Bush Tours Flood-Ravaged New Orleans
ROBERT SIEGEL, host:
President Bush has yet to respond publicly to news of Michael Brown's resignation. He's been spending the day in the Gulf Coast region, his third inspection of the mess Hurricane Katrina left behind. NPR's David Greene reports on the president's tour of New Orleans today and his answers to questions about the government's response to the storm.
DAVID GREENE reporting:
The president spent Sunday night aboard the USS Iwo Jima, which is docked in New Orleans and serving as a staging ground for the military. He spent the morning visiting several neighborhoods in the stricken city. Then he paused on a corner underneath an overpass to chat with reporters, who asked whether Congress should study whether the federal government should act faster during future disasters. Mr. Bush said Congress should take a hard look at Katrina but that that's down the road.
President GEORGE W. BUSH: Now I know there's been a lot of second-guessing. I can assure you I'm not interested in that. What I'm interested in is solving problems. And there will be time to take a step back and to take a sober look at what went right, what didn't go right. There's a lot of information floating around that will be analyzed in an objective way, and that's important. And it's important for the people of this country to understand that all of us want to learn lessons. If there were to be, you know, a biological attack of some kind, we gotta make sure we understand the lessons learned to be able to deal with catastrophe.
GREENE: The president was also asked about a comment he made shortly after the hurricane hit. At the time Mr. Bush said, `Nobody anticipated that the levees in New Orleans would breach.' Today he revisited that comment.

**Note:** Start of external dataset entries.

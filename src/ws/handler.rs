//! Axum WebSocket upgrade handler.

use axum::extract::State;
use axum::extract::ws::WebSocketUpgrade;
use axum::extract::ws::rejection::WebSocketUpgradeRejection;
use axum::http::{HeaderMap, Uri};
use axum::response::Response;

use crate::app_state::AppState;
use crate::auth::extract_token;
use crate::error::BrokerError;

/// `GET /subscribe` — Authorize and upgrade to a subscriber WebSocket.
///
/// # Errors
///
/// Returns [`BrokerError`] if the credential cannot be verified or the
/// request is not a WebSocket upgrade.
pub async fn ws_handler(
    State(state): State<AppState>,
    headers: HeaderMap,
    uri: Uri,
    upgrade: Result<WebSocketUpgrade, WebSocketUpgradeRejection>,
) -> Result<Response, BrokerError> {
    let token = extract_token(&headers, &uri);
    state.broker.handshake(upgrade, &token)
}
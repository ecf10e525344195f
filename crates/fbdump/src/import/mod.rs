//! Dump replay against a live database.
//!
//! Lines are read in file order and fed to the [`StatementTokenizer`]. For
//! each completed statement the target table's secondary indexes are
//! deactivated (once per table) before the [`BatchExecutor`] applies it.
//! Indexes are reactivated and the last transaction committed at the end of
//! a successful run.

pub mod executor;
pub mod header;
pub mod indexes;
pub mod table_name;
pub mod tokenizer;

pub use executor::{ApplyOutcome, BatchExecutor};
pub use header::{detect_charset, parse_set_names, DEFAULT_IMPORT_CHARSET};
pub use indexes::IndexController;
pub use table_name::extract_table_name;
pub use tokenizer::{Statement, StatementKind, StatementTokenizer};

use std::path::PathBuf;
use std::time::Instant;

use chrono::{DateTime, Utc};
use serde::{Deserialize, Serialize};
use tokio::fs::File;
use tokio::io::{AsyncBufRead, AsyncBufReadExt, BufReader};
use tracing::{info, warn};

use crate::codec::Codecs;
use crate::config::{validate_import, ConnectionConfig, ImportOptions};
use crate::core::SqlSession;
use crate::drivers;
use crate::error::{DumpError, Result};
use crate::error_log::ErrorLog;
use crate::progress::{per_second, Progress};

/// Result of an import run.
#[derive(Debug, Clone, Serialize, Deserialize)]
pub struct ImportSummary {
    /// Charset the session was opened with.
    pub charset: String,

    /// Lines read from the dump.
    pub lines_read: u64,

    /// Statements executed successfully, `SET` and explicit `COMMIT`
    /// statements included.
    pub statements_executed: u64,

    /// Statements that failed and were logged.
    pub statements_failed: u64,

    /// Commits issued, including explicit `COMMIT` statements.
    pub commits: u64,

    /// Tables whose indexes were suppressed during the run.
    pub tables_indexed: usize,

    /// Total duration in seconds.
    pub duration_seconds: f64,

    /// Average throughput (statements/second).
    pub statements_per_second: i64,

    /// When the import started.
    pub started_at: DateTime<Utc>,

    /// When the import completed.
    pub completed_at: DateTime<Utc>,

    /// Failure log, present only when a statement failed.
    #[serde(default, skip_serializing_if = "Option::is_none")]
    pub error_log: Option<PathBuf>,
}

impl ImportSummary {
    /// Convert to JSON string.
    pub fn to_json(&self) -> Result<String> {
        Ok(serde_json::to_string_pretty(self)?)
    }
}

/// Per-run mutable state.
struct ImportRun {
    executor: BatchExecutor,
    indexes: IndexController,
    error_log: ErrorLog,
    continue_on_error: bool,
    executed: u64,
    failed: u64,
}

impl ImportRun {
    async fn apply<S>(&mut self, session: &mut S, stmt: Statement) -> Result<()>
    where
        S: SqlSession + ?Sized,
    {
        if let Some(table) = extract_table_name(&stmt.text) {
            self.executor.ensure_transaction(session).await?;
            self.indexes.ensure_deactivated(session, &table).await?;
        }

        match self.executor.apply(session, &stmt).await? {
            ApplyOutcome::Applied | ApplyOutcome::SessionApplied | ApplyOutcome::Committed => {
                self.executed += 1
            }
            ApplyOutcome::Control => {}
            ApplyOutcome::Failed(message) => {
                self.failed += 1;
                if !self.continue_on_error {
                    return Err(DumpError::statement(stmt.line, stmt.text, message));
                }
                warn!("Line {}: statement failed: {}", stmt.line, message);
                self.error_log
                    .record(&format!(
                        "Line {}: {}\nError: {}",
                        stmt.line, stmt.text, message
                    ))
                    .await?;
            }
        }
        Ok(())
    }
}

/// Replays a dump on one session.
pub struct Importer {
    options: ImportOptions,
    codecs: Codecs,
}

impl Importer {
    pub fn new(options: ImportOptions) -> Self {
        Self {
            options,
            codecs: Codecs::default(),
        }
    }

    /// Read `reader` to the end, applying every statement on `session`.
    pub async fn run<R, S>(&self, mut reader: R, session: &mut S, charset: &str) -> Result<ImportSummary>
    where
        R: AsyncBufRead + Unpin + Send,
        S: SqlSession + ?Sized,
    {
        let opts = &self.options;
        let started_at = Utc::now();
        let start = Instant::now();

        let mut run = ImportRun {
            executor: BatchExecutor::new(opts.batch_size),
            indexes: IndexController::new(),
            error_log: ErrorLog::fresh(&opts.error_log).await?,
            continue_on_error: opts.continue_on_error,
            executed: 0,
            failed: 0,
        };
        let mut tokenizer = StatementTokenizer::new();
        let mut progress = Progress::new("Lines read", opts.batch_size);
        let mut buf = Vec::with_capacity(8 * 1024);

        let result: Result<()> = async {
            loop {
                buf.clear();
                if reader.read_until(b'\n', &mut buf).await? == 0 {
                    break;
                }
                let (line, had_errors) = self.codecs.decode_dump_line(&buf);
                if had_errors {
                    warn!(
                        "Line {}: invalid UTF-8 replaced with U+FFFD",
                        tokenizer.lines_read() + 1
                    );
                }
                for stmt in tokenizer.feed(&line) {
                    run.apply(session, stmt).await?;
                }
                progress.tick(tokenizer.lines_read());
            }
            if let Some(stmt) = tokenizer.finish() {
                run.apply(session, stmt).await?;
            }
            Ok::<(), DumpError>(())
        }
        .await;

        if let Err(e) = result {
            if run.indexes.tables_handled() > 0 {
                warn!(
                    "Import aborted; indexes on {} tables were left inactive",
                    run.indexes.tables_handled()
                );
            }
            return Err(e);
        }

        let tables_indexed = run.indexes.tables_handled();
        if tables_indexed > 0 {
            run.executor.ensure_transaction(session).await?;
            run.indexes.reactivate_all(session).await?;
        }
        run.executor.finish(session).await?;

        let duration_seconds = start.elapsed().as_secs_f64();
        let summary = ImportSummary {
            charset: charset.to_string(),
            lines_read: tokenizer.lines_read(),
            statements_executed: run.executed,
            statements_failed: run.failed,
            commits: run.executor.commits(),
            tables_indexed,
            duration_seconds,
            statements_per_second: per_second(run.executed, duration_seconds),
            started_at,
            completed_at: Utc::now(),
            error_log: run.error_log.written_path(),
        };

        info!(
            "Import finished: {} lines, {} statements in {:.1}s ({} statements/s)",
            summary.lines_read,
            summary.statements_executed,
            summary.duration_seconds,
            summary.statements_per_second
        );
        if let Some(path) = &summary.error_log {
            warn!(
                "{} statements failed, see {}",
                summary.statements_failed,
                path.display()
            );
        }

        Ok(summary)
    }
}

Pres. BUSH: What I was referring to is this: When that storm came by, a lot of people said, `We dodged a bullet.' When that storm came through, at first people said, `Whew.' There was a sense of relaxation, and that's what I was referring to. And I myself thought we had dodged a bullet. You know why? 'Cause I was listening to people probably over the airwaves say, `The bullet has been dodged.' And that was what I was referring to. Of course there were plans in case a levee had been breached. There was a sense of relaxation at a critical moment, and thank you for giving me a chance to clarify that.
GREENE: Mr. Bush was also asked to pinpoint the moment he realized how severe the storm really was.
Pres. BUSH: I knew that a big storm was coming on Monday. That's why I spoke to the country on Monday morning about it. I said, `There's a big storm coming.' I had presigned emergency declarations in anticipation of a big storm coming...
Unidentified Reporter #1: Mr. President...
Unidentified Reporter #2: Mr. President, did you...
Pres. BUSH: ...which is, by the way, extraordinary. Most emergencies the president signs after the storm has hit. It's a rare occasion for the president to anticipate the severity of the storm and sign the documentation prior to the storm hitting. We anticipated a serious storm coming. But as the man's question, you know, said--basically implied, you know, wasn't there a moment where everybody said, `Well, gosh, we dodged a bullet,' and yet the bullet hadn't been dodged.
GREENE: Later this afternoon the White House clarified his remarks. They noted in a transcript sent to reporters that the president actually learned how powerful Katrina was and conveyed it to the nation on Sunday, not on Monday.
Mr. Bush spoke to reporters after climbing aboard a green military truck and driving through a few neighborhoods. The entire city remains under an evacuation order. After leaving New Orleans, Mr. Bush was on his way to Gulfport for another tour of that ravaged Mississippi community. David Greene, NPR News.